The key issue for us remains, however, whether a rule which forecloses discretion and compels exclusion of polygraph evidence is constitutionally permissible.

III.

The Supreme Court has not been reluctant to strike down evidentiary rules that restrict an accused’s ability to present favorable evidence at trial. In Washington v. Texas, 388 U.S. 14, 87 S.Ct. 1920, 18 L.Ed.2d 1019 (1967), the court held that the Compulsory Process Clause of the Sixth Amendment provides an accused the right to obtain witnesses in his or her favor and have them testify, notwithstanding the effect of state statutes regarding competence of codefendants to the contrary. In Chambers v. Mississippi, 410 U.S. 284, 93 S.Ct. 1038, 35 L.Ed.2d 297 (1973), the court recognized that the right to call witnesses in one’s own behalf is also an essential component of constitutional due process, and held that a state hearsay rule which compromised this right must yield. And in Rock v. Arkansas, 483 U.S. 44 at 61, 107 S.Ct. 2704 at 2714, 97 L.Ed.2d 37 (1987), the court explained that “a state’s legitimate interest in barring unreliable evidence [the defendant’s hypnotically refreshed testimony] does not extend to per se exclusions that may be reliable in an individual case.”

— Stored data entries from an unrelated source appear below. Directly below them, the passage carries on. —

//! Resumable chunk reading
//!
//! Each call fetches one bounded byte range, glues the carried partial line in
//! front of it and parses complete lines against the header. The returned
//! offset only moves past bytes whose lines were returned or discarded, so
//! stopping early at `count_needed` never loses a record. An incomplete last
//! line becomes the new carry.

use std::sync::Arc;
use tracing::{debug, instrument, warn};

use crate::record::{HeaderSchema, RawRecord};
use crate::storage::BlobStore;

/// Inflation applied to the byte estimate to absorb row-size variance
const SIZE_HEADROOM_NUM: u64 = 6;
const SIZE_HEADROOM_DEN: u64 = 5;

/// Smallest range worth requesting: always holds one complete UTF-8 character
const MIN_READ_BYTES: u64 = 4;

/// Bytes to request for `count` records: `count * avg * 1.2`, clamped
pub fn chunk_size(count: u64, avg_bytes_per_record: u64, min_bytes: u64, max_bytes: u64) -> u64 {
    let estimate = count
        .saturating_mul(avg_bytes_per_record)
        .saturating_mul(SIZE_HEADROOM_NUM)
        .div_ceil(SIZE_HEADROOM_DEN);
    estimate.max(min_bytes).min(max_bytes)
}

/// Outcome of one chunk read
#[derive(Debug, Clone, Default, PartialEq, Eq)]
pub struct ChunkRead {
    pub records: Vec<RawRecord>,
    pub new_offset: u64,
    pub new_carry: String,
    /// Complete lines dropped for a column-count mismatch
    pub malformed: usize,
    /// Bytes returned by the blob store
    pub fetched: usize,
    /// Set when the range read failed; offset and carry are then unchanged
    pub failure: Option<String>,
}

impl ChunkRead {
    fn unchanged(start: u64, carry: &str) -> Self {
        Self {
            new_offset: start,
            new_carry: carry.to_string(),
            ..Self::default()
        }
    }

    pub fn is_failure(&self) -> bool {
        self.failure.is_some()
    }
}

pub struct ChunkReader {
    blob: Arc<dyn BlobStore>,
    object: String,
}

impl ChunkReader {
    pub fn new(blob: Arc<dyn BlobStore>, object: impl Into<String>) -> Self {
        Self {
            blob,
            object: object.into(),
        }
    }

    pub fn object(&self) -> &str {
        &self.object
    }

    /// Read up to `count_needed` records starting at `start`
    ///
    /// Never fails: a read error is reported through [`ChunkRead::failure`]
    /// with the offset and carry left as they were.
    #[instrument(skip(self, carry, header), fields(object = %self.object, carry_len = carry.len()))]
    pub async fn read_chunk(
        &self,
        start: u64,
        carry: &str,
        count_needed: usize,
        chunk_bytes: u64,
        header: &HeaderSchema,
    ) -> ChunkRead {
        if count_needed == 0 {
            return ChunkRead::unchanged(start, carry);
        }

        let end_inclusive = start.saturating_add(chunk_bytes.max(MIN_READ_BYTES) - 1);
        let fetched = match self.blob.get_range(&self.object, start, end_inclusive).await {
            Ok(bytes) => bytes,
            Err(err) => {
                warn!(byte_offset = start, error = %format!("{:#}", err), "Range read failed");
                let mut read = ChunkRead::unchanged(start, carry);
                read.failure = Some(format!("{:#}", err));
                return read;
            },
        };

        if fetched.is_empty() {
            debug!(byte_offset = start, "No new bytes in source object");
            return ChunkRead::unchanged(start, carry);
        }

        let mut read = scan(start, carry, &fetched, count_needed, header);
        read.fetched = fetched.len();

        debug!(
            byte_offset = start,
            fetched = read.fetched,
            records = read.records.len(),
            malformed = read.malformed,
            new_offset = read.new_offset,
            carry_len = read.new_carry.len(),
            "Chunk scanned"
        );

        read
    }
}

/// Parse `carry + fetched` into at most `count_needed` records
pub(crate) fn scan(
    start: u64,
    carry: &str,
    fetched: &[u8],
    count_needed: usize,
    header: &HeaderSchema,
) -> ChunkRead {
    let mut buffer = Vec::with_capacity(carry.len() + fetched.len());
    buffer.extend_from_slice(carry.as_bytes());
    buffer.extend_from_slice(fetched);

    let mut records = Vec::new();
    let mut malformed = 0;
    let mut line_start = 0;
    let mut stopped_early = false;

    while let Some(len) = buffer[line_start..].iter().position(|&b| b == b'\n') {
        if records.len() >= count_needed {
            stopped_early = true;
            break;
        }

        let mut line = &buffer[line_start..line_start + len];
        if let Some(stripped) = line.strip_suffix(b"\r") {
            line = stripped;
        }
        line_start += len + 1;

        let text = String::from_utf8_lossy(line);
        if text.trim().is_empty() {
            continue;
        }
        match header.parse_row(&text) {
            Some(record) => records.push(record),
            None => malformed += 1,
        }
    }

    if !stopped_early && records.len() >= count_needed && line_start < buffer.len() {
        // Quota met exactly on the last complete line; leave the tail unread.
        stopped_early = true;
    }

    let (consumed, new_carry) = if stopped_early {
        (line_start, String::new())
    } else {
        let tail = &buffer[line_start..];
        let carry_len = carry_prefix_len(tail);
        let new_carry = String::from_utf8_lossy(&tail[..carry_len]).into_owned();
        (line_start + carry_len, new_carry)
    };

    ChunkRead {
        records,
        new_offset: start + consumed.saturating_sub(carry.len()) as u64,
        new_carry,
        malformed,
        fetched: fetched.len(),
        failure: None,
    }
}

/// Bytes of an unterminated tail that can be kept as carry
///
/// An incomplete UTF-8 sequence at the very end is left unconsumed so it is
/// re-read whole next time, even when invalid bytes precede it. Invalid bytes
/// elsewhere are consumed and decoded lossily.
fn carry_prefix_len(tail: &[u8]) -> usize {
    // A truncated sequence is a lead byte followed by at most two continuation bytes
    for back in 1..=tail.len().min(3) {
        let lead = tail.len() - back;
        if tail[lead] & 0xC0 == 0x80 {
            continue;
        }
        return match std::str::from_utf8(&tail[lead..]) {
            Err(err) if err.valid_up_to() == 0 && err.error_len().is_none() => lead,
            _ => tail.len(),
        };
    }
    tail.len()
}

The per se exclusion of polygraph evidence mandated by Mil.R.Evid. 707 is based, according to the drafters’ analysis, on several policy grounds, including (1) fear that court members would be misled, (2) concern that a confusion of issues would arise, (3) the possibility that the trial would incur a substantial waste of time, and (4) that the polygraph is inherently unreliable. The first three of these reasons are in the nature of matters that are routinely resolved by trial judges under Mil.R.Evid. 403. The fourth reason is, in its worst light, disingenuous, and at best incongruous with the substantial investment the Department of Defense has made, and continues to make, in polygraph examinations — not to mention the observation in Gipson that “[t]he greater weight of authority indicates that it can be a helpful scientific tool.”

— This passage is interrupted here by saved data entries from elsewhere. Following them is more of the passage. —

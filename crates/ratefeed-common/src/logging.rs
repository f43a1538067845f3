//! Logging configuration and initialization
//!
//! Every ratefeed binary sets up `tracing` through [`init_logging`]. The
//! subscriber writes to the console, to a daily-rotated file, or to both,
//! as human-readable text or JSON.
//!
//! Use the structured macros (`info!`, `warn!`, ...) with fields rather than
//! formatted strings where a value matters to an operator:
//!
//! ```rust,ignore
//! info!(stream_id = %cursor.stream_id, byte_offset = cursor.byte_offset, "Cursor loaded");
//! ```
//!
//! # Example
//!
//! ```no_run
//! use ratefeed_common::logging::{init_logging, LogConfig};
//!
//! fn main() -> anyhow::Result<()> {
//!     let config = LogConfig::from_env()?;
//!     let _guard = init_logging(&config)?;
//!     tracing::info!("Application started");
//!     Ok(())
//! }
//! ```

use anyhow::{Context, Result};
use serde::{Deserialize, Serialize};
use std::path::PathBuf;
use tracing::Level;
use tracing_appender::non_blocking::WorkerGuard;
use tracing_subscriber::{
    fmt::{self, format::FmtSpan, MakeWriter},
    layer::SubscriberExt,
    registry::Registry,
    util::SubscriberInitExt,
    EnvFilter, Layer,
};

type BoxedLayer = Box<dyn Layer<Registry> + Send + Sync>;

/// Log level for filtering messages
#[derive(Debug, Clone, Copy, PartialEq, Eq, Serialize, Deserialize, Default)]
#[serde(rename_all = "lowercase")]
pub enum LogLevel {
    Trace,
    Debug,
    #[default]
    Info,
    Warn,
    Error,
}

impl LogLevel {
    pub fn to_tracing_level(self) -> Level {
        match self {
            LogLevel::Trace => Level::TRACE,
            LogLevel::Debug => Level::DEBUG,
            LogLevel::Info => Level::INFO,
            LogLevel::Warn => Level::WARN,
            LogLevel::Error => Level::ERROR,
        }
    }
}

impl std::str::FromStr for LogLevel {
    type Err = anyhow::Error;

    fn from_str(s: &str) -> std::result::Result<Self, Self::Err> {
        match s.to_lowercase().as_str() {
            "trace" => Ok(LogLevel::Trace),
            "debug" => Ok(LogLevel::Debug),
            "info" => Ok(LogLevel::Info),
            "warn" | "warning" => Ok(LogLevel::Warn),
            "error" => Ok(LogLevel::Error),
            _ => Err(anyhow::anyhow!("Invalid log level: {}", s)),
        }
    }
}

impl std::fmt::Display for LogLevel {
    fn fmt(&self, f: &mut std::fmt::Formatter<'_>) -> std::fmt::Result {
        let name = match self {
            LogLevel::Trace => "trace",
            LogLevel::Debug => "debug",
            LogLevel::Info => "info",
            LogLevel::Warn => "warn",
            LogLevel::Error => "error",
        };
        f.write_str(name)
    }
}

/// Where log lines are written
#[derive(Debug, Clone, Copy, PartialEq, Eq, Serialize, Deserialize, Default)]
#[serde(rename_all = "lowercase")]
pub enum LogOutput {
    #[default]
    Console,
    File,
    Both,
}

impl LogOutput {
    fn console(self) -> bool {
        matches!(self, LogOutput::Console | LogOutput::Both)
    }

    fn file(self) -> bool {
        matches!(self, LogOutput::File | LogOutput::Both)
    }
}

impl std::str::FromStr for LogOutput {
    type Err = anyhow::Error;

    fn from_str(s: &str) -> std::result::Result<Self, Self::Err> {
        match s.to_lowercase().as_str() {
            "console" | "stdout" => Ok(LogOutput::Console),
            "file" => Ok(LogOutput::File),
            "both" | "all" => Ok(LogOutput::Both),
            _ => Err(anyhow::anyhow!("Invalid log output: {}", s)),
        }
    }
}

/// Line format
#[derive(Debug, Clone, Copy, PartialEq, Eq, Serialize, Deserialize, Default)]
#[serde(rename_all = "lowercase")]
pub enum LogFormat {
    #[default]
    Text,
    Json,
}

impl std::str::FromStr for LogFormat {
    type Err = anyhow::Error;

    fn from_str(s: &str) -> std::result::Result<Self, Self::Err> {
        match s.to_lowercase().as_str() {
            "text" | "pretty" => Ok(LogFormat::Text),
            "json" => Ok(LogFormat::Json),
            _ => Err(anyhow::anyhow!("Invalid log format: {}", s)),
        }
    }
}

/// Logging configuration
#[derive(Debug, Clone, Serialize, Deserialize)]
pub struct LogConfig {
    pub level: LogLevel,
    pub output: LogOutput,
    pub format: LogFormat,

    /// Directory for rotated log files, used when `output` includes a file
    pub log_dir: PathBuf,

    /// File name prefix, e.g. "ratefeed-ingest" -> "ratefeed-ingest.2026-10-16"
    pub log_file_prefix: String,

    /// Extra filter directives such as "aws_smithy_runtime=warn,sqlx=warn"
    pub filter_directives: Option<String>,

    pub include_location: bool,
    pub include_thread_ids: bool,
    pub include_targets: bool,
}

impl Default for LogConfig {
    fn default() -> Self {
        Self {
            level: LogLevel::Info,
            output: LogOutput::Console,
            format: LogFormat::Text,
            log_dir: PathBuf::from("./logs"),
            log_file_prefix: "ratefeed".to_string(),
            filter_directives: None,
            include_location: false,
            include_thread_ids: false,
            include_targets: true,
        }
    }
}

impl LogConfig {
    /// Load configuration from environment variables
    ///
    /// Recognised variables: `LOG_LEVEL`, `LOG_OUTPUT`, `LOG_FORMAT`, `LOG_DIR`,
    /// `LOG_FILE_PREFIX`, `LOG_FILTER`, `LOG_INCLUDE_LOCATION`,
    /// `LOG_INCLUDE_THREAD_IDS` and `LOG_INCLUDE_TARGETS`.
    pub fn from_env() -> Result<Self> {
        Self::default().merge_env()
    }

    /// Overlay environment variables on top of `self`
    ///
    /// Binaries build their defaults with [`LogConfig::builder`] and let the
    /// environment override them.
    pub fn merge_env(mut self) -> Result<Self> {
        if let Ok(level) = std::env::var("LOG_LEVEL") {
            self.level = level.parse()?;
        }
        if let Ok(output) = std::env::var("LOG_OUTPUT") {
            self.output = output.parse()?;
        }
        if let Ok(format) = std::env::var("LOG_FORMAT") {
            self.format = format.parse()?;
        }
        if let Ok(dir) = std::env::var("LOG_DIR") {
            self.log_dir = PathBuf::from(dir);
        }
        if let Ok(prefix) = std::env::var("LOG_FILE_PREFIX") {
            self.log_file_prefix = prefix;
        }
        if let Ok(filter) = std::env::var("LOG_FILTER") {
            self.filter_directives = Some(filter);
        }
        if let Ok(val) = std::env::var("LOG_INCLUDE_LOCATION") {
            self.include_location = val.parse().unwrap_or(false);
        }
        if let Ok(val) = std::env::var("LOG_INCLUDE_THREAD_IDS") {
            self.include_thread_ids = val.parse().unwrap_or(false);
        }
        if let Ok(val) = std::env::var("LOG_INCLUDE_TARGETS") {
            self.include_targets = val.parse().unwrap_or(true);
        }
        Ok(self)
    }

    pub fn builder() -> LogConfigBuilder {
        LogConfigBuilder::default()
    }

    fn env_filter(&self) -> Result<EnvFilter> {
        let mut filter =
            EnvFilter::from_default_env().add_directive(self.level.to_tracing_level().into());

        if let Some(ref directives) = self.filter_directives {
            for directive in directives.split(',').filter(|d| !d.trim().is_empty()) {
                filter = filter.add_directive(
                    directive
                        .trim()
                        .parse()
                        .with_context(|| format!("Failed to parse filter directive '{}'", directive))?,
                );
            }
        }

        Ok(filter)
    }

    fn fmt_layer<W>(&self, writer: W, ansi: bool) -> BoxedLayer
    where
        W: for<'w> MakeWriter<'w> + Send + Sync + 'static,
    {
        let layer = fmt::layer()
            .with_writer(writer)
            .with_ansi(ansi)
            .with_target(self.include_targets)
            .with_thread_ids(self.include_thread_ids)
            .with_file(self.include_location)
            .with_line_number(self.include_location)
            .with_span_events(FmtSpan::CLOSE);

        match self.format {
            LogFormat::Text => layer.boxed(),
            LogFormat::Json => layer.json().boxed(),
        }
    }
}

/// Builder for [`LogConfig`]
#[derive(Default)]
pub struct LogConfigBuilder {
    config: LogConfig,
}

impl LogConfigBuilder {
    pub fn level(mut self, level: LogLevel) -> Self {
        self.config.level = level;
        self
    }

    pub fn output(mut self, output: LogOutput) -> Self {
        self.config.output = output;
        self
    }

    pub fn format(mut self, format: LogFormat) -> Self {
        self.config.format = format;
        self
    }

    pub fn log_dir(mut self, dir: impl Into<PathBuf>) -> Self {
        self.config.log_dir = dir.into();
        self
    }

    pub fn log_file_prefix(mut self, prefix: impl Into<String>) -> Self {
        self.config.log_file_prefix = prefix.into();
        self
    }

    pub fn filter_directives(mut self, filter: impl Into<String>) -> Self {
        self.config.filter_directives = Some(filter.into());
        self
    }

    pub fn build(self) -> LogConfig {
        self.config
    }
}

/// Keeps the non-blocking file writer alive; drop it on shutdown to flush
#[must_use = "dropping the guard stops file logging"]
pub struct LogGuard {
    _file: Option<WorkerGuard>,
}

/// Install the global tracing subscriber
///
/// Call once at startup and hold the returned guard until the process exits.
pub fn init_logging(config: &LogConfig) -> Result<LogGuard> {
    let filter = config.env_filter()?;
    let mut layers: Vec<BoxedLayer> = Vec::new();
    let mut file_guard = None;

    if config.output.console() {
        layers.push(config.fmt_layer(std::io::stdout, true));
    }

    if config.output.file() {
        std::fs::create_dir_all(&config.log_dir).context("Failed to create log directory")?;
        let appender = tracing_appender::rolling::daily(&config.log_dir, &config.log_file_prefix);
        let (writer, guard) = tracing_appender::non_blocking(appender);
        layers.push(config.fmt_layer(writer, false));
        file_guard = Some(guard);
    }

    tracing_subscriber::registry()
        .with(layers)
        .with(filter)
        .try_init()
        .context("Failed to install tracing subscriber")?;

    Ok(LogGuard { _file: file_guard })
}

#[cfg(test)]
#[allow(clippy::unwrap_used, clippy::expect_used)]
mod tests {
    use super::*;
    use serial_test::serial;

    #[test]
    fn test_log_level_from_str() {
        assert_eq!("trace".parse::<LogLevel>().unwrap(), LogLevel::Trace);
        assert_eq!("DEBUG".parse::<LogLevel>().unwrap(), LogLevel::Debug);
        assert_eq!("warning".parse::<LogLevel>().unwrap(), LogLevel::Warn);
        assert!("loud".parse::<LogLevel>().is_err());
    }

    #[test]
    fn test_log_output_flags() {
        assert!(LogOutput::Both.console() && LogOutput::Both.file());
        assert!(!LogOutput::Console.file());
        assert!(!LogOutput::File.console());
        assert_eq!("stdout".parse::<LogOutput>().unwrap(), LogOutput::Console);
    }

    #[test]
    fn test_builder_overrides_defaults() {
        let config = LogConfig::builder()
            .level(LogLevel::Debug)
            .output(LogOutput::File)
            .format(LogFormat::Json)
            .log_dir("/var/log/ratefeed")
            .log_file_prefix("ingest")
            .build();

        assert_eq!(config.level, LogLevel::Debug);
        assert_eq!(config.output, LogOutput::File);
        assert_eq!(config.format, LogFormat::Json);
        assert_eq!(config.log_dir, PathBuf::from("/var/log/ratefeed"));
        assert_eq!(config.log_file_prefix, "ingest");
    }

    #[test]
    #[serial]
    fn test_merge_env_keeps_builder_values_when_unset() {
        std::env::remove_var("LOG_LEVEL");
        std::env::remove_var("LOG_FILE_PREFIX");
        std::env::set_var("LOG_FORMAT", "json");

        let config = LogConfig::builder()
            .level(LogLevel::Debug)
            .log_file_prefix("ratefeed-ingest")
            .build()
            .merge_env()
            .unwrap();

        assert_eq!(config.level, LogLevel::Debug);
        assert_eq!(config.format, LogFormat::Json);
        assert_eq!(config.log_file_prefix, "ratefeed-ingest");

        std::env::remove_var("LOG_FORMAT");
    }

    #[test]
    fn test_bad_filter_directive_is_rejected() {
        let config = LogConfig::builder().filter_directives("ratefeed=notalevel").build();
        assert!(config.env_filter().is_err());
    }
}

In this case the appellant twice submitted to government administered polygraph examinations, both of which resulted in arguably exculpatory results. As the Gipson court noted, however, there is no right to present evidence — however much it purports to exonerate an accused — unless it is shown to be relevant and helpful. But the question of whether these findings were reliable, relevant, or helpful was, by virtue of Mil.R.Evid. 707, never addressed. The rule simply removes judicial discretion from this critical step in the evidentiary process. We hold under the facts of this case that appellant’s Fifth Amendment right to a fair trial by court-martial, combined with his Sixth Amendment right to produce favorable witnesses on his behalf, affords him the opportunity to be heard on these foundational matters, and allows for the possibility of admitting polygraph evidence, notwithstanding the explicit prohibition of Mil.R.Evid. 707.

IV.

A footnote in the Rodriguezmajority opinion suggested that Mil.R.Evid. 707 may ironically survive constitutional scrutiny only to the extent that it excludes polygraph evidence offered by the prosecution, but not the defense. If this is the result, so be it. Our military justice system is replete with examples of safeguards for the rights of military accused which are not available to their civilian counterparts. Recognizing yet another of these advantages not only enhances the perception of fairness that is so vital to the integrity of our system, it also reinforces the basic tenet of Anglo-American jurisprudence that we are better served by protecting the innocent than by convicting the guilty.5 In his defense of British soldiers accused of perpetrating the Boston massacre, John Adams stated the proposition thusly:

*559[I]t may be proper to recollect with what temper the law requires we should proceed ... we find it laid down by the greatest English judges ... we are to look upon it as more beneficial that many guilty persons should escape unpunished than one innocent person should suffer. The reason is because it is of more importance to the community that innocence be protected than it is that guilt should be punished.6 (Emphasis added)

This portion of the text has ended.